Returned to his niece, Mrs. John B. Purcell, Richmond, Va.,


By Col. Winfield Peters, Quarter Master General, U. C. V., with account of how General Garnett met his death.
A valuable relic of the war between the States, which had been in the possession of Mr. James E. Steuart, was yesterday forwarded to the rightful owner. It is the sword of Gen. Richard B. Garnett, who commanded a brigade in the famous charge of Pickett's division at Gettysburg, in which General Garnett was killed. The sword is after the pattern for artillery officers in the United States Army, and is inscribed ‘R. B. Garnett, U. S. A.,’ with the name of the maker. The blade is of fine metal, elaborately embellished, and is in perfect order. The scabbard is of fine steel, but somewhat rusty.

General Garnett resigned from the United States Army in 1861, at the outbreak of the war for Southern Independence, and was promptly commissioned in the Confederate Army. Prior to serving under General Pickett he served under General T. J. (Stonewall) Jackson, and was rated among the bravest and ablest of the Westpointers who served the Confederacy.
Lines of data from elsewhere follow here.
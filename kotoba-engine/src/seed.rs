//! Starter content for a brand-new learner. Built through the normal
//! transitions so stats rows and the id counter come out consistent.

use learner_utils::{
    CardDraft, CardKind, Category, DeckDraft, GrammarLessonDraft, Level, QuizDraft, QuizQuestion,
};

use crate::state::LearnerState;

fn kana_card(front: &str, back: &str) -> CardDraft {
    CardDraft {
        front: front.to_string(),
        back: back.to_string(),
        reading: None,
        kind: CardKind::Recognition,
        level: Level::N5,
    }
}

fn vocab_card(front: &str, reading: &str, back: &str) -> CardDraft {
    CardDraft {
        front: front.to_string(),
        back: back.to_string(),
        reading: Some(reading.to_string()),
        kind: CardKind::Recognition,
        level: Level::N5,
    }
}

pub fn starter_state() -> LearnerState {
    let mut state = LearnerState::default();

    let kana = state.add_deck(DeckDraft {
        title: "Hiragana vowels".to_string(),
        category: Category::Kana,
        level: Level::N5,
    });
    for (front, back) in [("あ", "a"), ("い", "i"), ("う", "u"), ("え", "e"), ("お", "o")] {
        let _ = state.add_card(kana, kana_card(front, back));
    }

    let greetings = state.add_deck(DeckDraft {
        title: "Greetings".to_string(),
        category: Category::Vocabulary,
        level: Level::N5,
    });
    for (front, reading, back) in [
        ("こんにちは", "konnichiwa", "hello"),
        ("ありがとう", "arigatou", "thank you"),
        ("さようなら", "sayounara", "goodbye"),
    ] {
        let _ = state.add_card(greetings, vocab_card(front, reading, back));
    }

    state.add_grammar_lesson(GrammarLessonDraft {
        title: "The topic particle は".to_string(),
        level: Level::N5,
        explanation: "は marks the topic of the sentence. It is written ha but read wa."
            .to_string(),
        examples: vec![
            "わたしは がくせいです。".to_string(),
            "これは ほんです。".to_string(),
        ],
    });
    state.add_grammar_lesson(GrammarLessonDraft {
        title: "です at the end of a sentence".to_string(),
        level: Level::N5,
        explanation: "です closes a polite statement, roughly \"is/am/are\".".to_string(),
        examples: vec!["ねこです。".to_string()],
    });

    state.add_quiz(QuizDraft {
        title: "Vowel reading check".to_string(),
        category: Category::Kana,
        level: Level::N5,
        questions: vec![
            QuizQuestion {
                prompt: "How is あ read?".to_string(),
                choices: vec!["a".to_string(), "i".to_string(), "u".to_string()],
                answer_index: 0,
            },
            QuizQuestion {
                prompt: "How is お read?".to_string(),
                choices: vec!["e".to_string(), "o".to_string(), "a".to_string()],
                answer_index: 1,
            },
        ],
    });

    // enough to buy a first heart refill, not enough to skip earning
    state.add_diamonds(10);

    state
}

#[cfg(test)]
mod tests {
    use super::*;
    use crate::economy::MAX_HEARTS;

    #[test]
    fn test_starter_state_is_consistent() {
        let state = starter_state();

        assert_eq!(state.decks.len(), 2);
        assert_eq!(state.grammar_lessons.len(), 2);
        assert_eq!(state.quizzes.len(), 1);
        assert_eq!(state.diamonds, 10);
        assert_eq!(state.hearts, MAX_HEARTS);
        assert_eq!(state.last_heart_loss, None);

        for deck in &state.decks {
            let stat = state.deck_stat(deck.id).expect("every deck has a row");
            assert_eq!(stat.total, deck.cards.len() as u32);
            assert_eq!(stat.progress, 0);
        }
    }

    #[test]
    fn test_starter_ids_are_unique() {
        let state = starter_state();
        let mut seen = std::collections::BTreeSet::new();

        for deck in &state.decks {
            assert!(seen.insert(deck.id.0));
            for card in &deck.cards {
                assert!(seen.insert(card.id.0));
            }
        }
        for lesson in &state.grammar_lessons {
            assert!(seen.insert(lesson.id.0));
        }
        for quiz in &state.quizzes {
            assert!(seen.insert(quiz.id.0));
        }
    }
}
General Garnett was last seen leading his brigade in Pickett's charge. He was mounted and his horse was bleeding from a wound. His body was not identified and will always lie among the unknown Confederate dead.

The recovery of General Garnett's sword is due to the late Gen. George H. Steuart, of Baltimore, likewise a West Point graduate, who also led his brigade in a desperate charge at Gettysburg a few hours before Pickett's charge. Had both charges (Johnson's and Pickett's divisions) been entirely successful, the two Confederate lines, moving toward each other, from opposite directions, would have overlapped.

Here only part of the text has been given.